Tanto quanto se possa legítima e plausivelmente imaginar, não haverá jamais uma sociedade em que todos sejam médicos, engenheiros, economistas, sociólogos, antropólogos e por aí fora. Uma tal sociedade não poderia pura e
simplesmente funcionar. Um amigo meu muito socialista disse-me há dias que gostaria muito de discutir Platão com o homem que lhe vendia os jornais. Respondi-lhe que nesse caso o homem teria seguramente outro ofício. Previsivelmente, não foi sensível ao argumento. Permanece o facto de que a universidade, pela sua própria natureza e pela feliz diversidade dos seres humanos, está ou devia estar destinada a ser uma instituição elitista. Por
que motivo há-de então o país inteiro financiar na totalidade o privilégio de uma minoria ? Por que motivo há-de o país inteiro financiar a especial qualificação de uns tantos que retiram daí vantagens profissionais inacessíveis ao maior número ? O país já paga, e muito, pelo benefício que retira da actividade dos seus licenciados: cada aluno universitário custa ao Estado mais de mil contos por ano. O menos que se pode dizer é que não parece irrazoável que aquele contribua com catorze contos por mês.
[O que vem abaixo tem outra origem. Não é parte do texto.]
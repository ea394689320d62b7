// SPDX-FileCopyrightText: 2026 Wacast Contributors
// SPDX-License-Identifier: MIT OR Apache-2.0

//! Delivery status ingestion for the Wacast dispatch engine.
//!
//! [`WebhookIngestor`] authenticates and persists every status callback
//! before anything else happens to it; [`StatusReconciler`] then applies it
//! to the matching recipient.

pub mod ingestor;
pub mod reconciler;

pub use ingestor::{IngestSummary, ReconcileSummary, WebhookIngestor};
pub use reconciler::{StatusReconciler, StatusReport};

#[cfg(test)]
pub(crate) mod test_support {
    use std::sync::Arc;

    use tempfile::TempDir;
    use wacast_config::model::{StorageConfig, SuppressionConfig};
    use wacast_core::{
        Campaign, CampaignRecipient, CampaignStatus, CampaignStore, ClaimStore, EventSinks,
        RecipientInput, RunSpec, StorageAdapter,
    };
    use wacast_storage::SqliteStorage;
    use wacast_suppression::{AutoSuppressionEngine, SuppressionRegistry};

    use crate::StatusReconciler;

    pub async fn storage() -> (Arc<SqliteStorage>, TempDir) {
        let dir = tempfile::tempdir().unwrap();
        let path = dir.path().join("status.db");
        let storage = SqliteStorage::new(StorageConfig {
            database_path: path.to_str().unwrap().to_string(),
            wal_mode: true,
        });
        storage.initialize().await.unwrap();
        (Arc::new(storage), dir)
    }

    pub fn reconciler(store: &Arc<SqliteStorage>, sinks: EventSinks) -> Arc<StatusReconciler> {
        let registry = Arc::new(SuppressionRegistry::new(store.clone(), sinks.clone()));
        let auto = Arc::new(AutoSuppressionEngine::new(
            SuppressionConfig {
                threshold: 1,
                ..SuppressionConfig::default()
            },
            store.clone(),
            registry.clone(),
        ));
        Arc::new(StatusReconciler::new(store.clone(), registry, auto, sinks))
    }

    /// A sending campaign with one recipient sent as `message_id`.
    pub async fn sent_recipient(store: &Arc<SqliteStorage>, phone: &str, message_id: &str) {
        if store.get_campaign("c1").await.unwrap().is_none() {
            store
                .create_campaign(&Campaign::draft("c1", "Spring"))
                .await
                .unwrap();
            store
                .begin_run("c1", &[CampaignStatus::Draft], &RunSpec::default())
                .await
                .unwrap();
        }
        let id = format!("c1:{phone}");
        let row = CampaignRecipient::pending(
            id.clone(),
            "c1",
            format!("trace-{phone}"),
            RecipientInput {
                contact_id: Some(format!("contact-{phone}")),
                phone: phone.to_string(),
                ..RecipientInput::default()
            },
        );
        store.insert_recipients("c1", &[row]).await.unwrap();
        let token = store.claim("c1", &id).await.unwrap().unwrap();
        assert!(store.mark_sent(&token, message_id).await.unwrap());
    }
}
Resta o argumento da igualdade de oportunidades, uma exigência que ninguém, na posse das suas faculdades mentais, ousará contestar. A solução, como toda a gente está farta de saber, consiste em criar bolsas de estudo para aqueles que efectiva e verdadeiramente não possam pagar a propina, aliás pouco mais que simbólica, que é exigida. Aqui sim, as gritarias dos estudantes teriam uma reivindicação justa a que se aplicar. Mobilizariam as massas ? Não sei: os estudantes cujas famílias não podem suportar catorze contos mensais são uma minoria; ouvi dizer que no Porto apenas meia dúzia aproveitou a possibilidade que lhes foi dada de pagarem em prestações. Os estudantes têm telemóveis, vão a concertos rock, frequentam a noite. Nada, mas nada indica que a maioria viva na miséria.

Voltando aos estudantes, não podiam ter sido mais infelizes ao protestar também contra as "prescrições indiscriminadas", na expressão usada pelo exemplar presidente da associação académica de Coimbra. A qualificação de "indiscriminadas" apenas se destina a escamotear subtilmente (!) que se rejeitam as prescrições tout court. Ou seja, reivindica-se o direito de chumbar indefinidamente, enquanto os pais, e sobretudo o Estado, tiverem dinheiro para financiar o lazer e a preguiça. Se mais não houvesse, esta pretensão indecorosa, por si só, retiraria toda a legitimidade à já tradicional luta estudantil contra as propinas.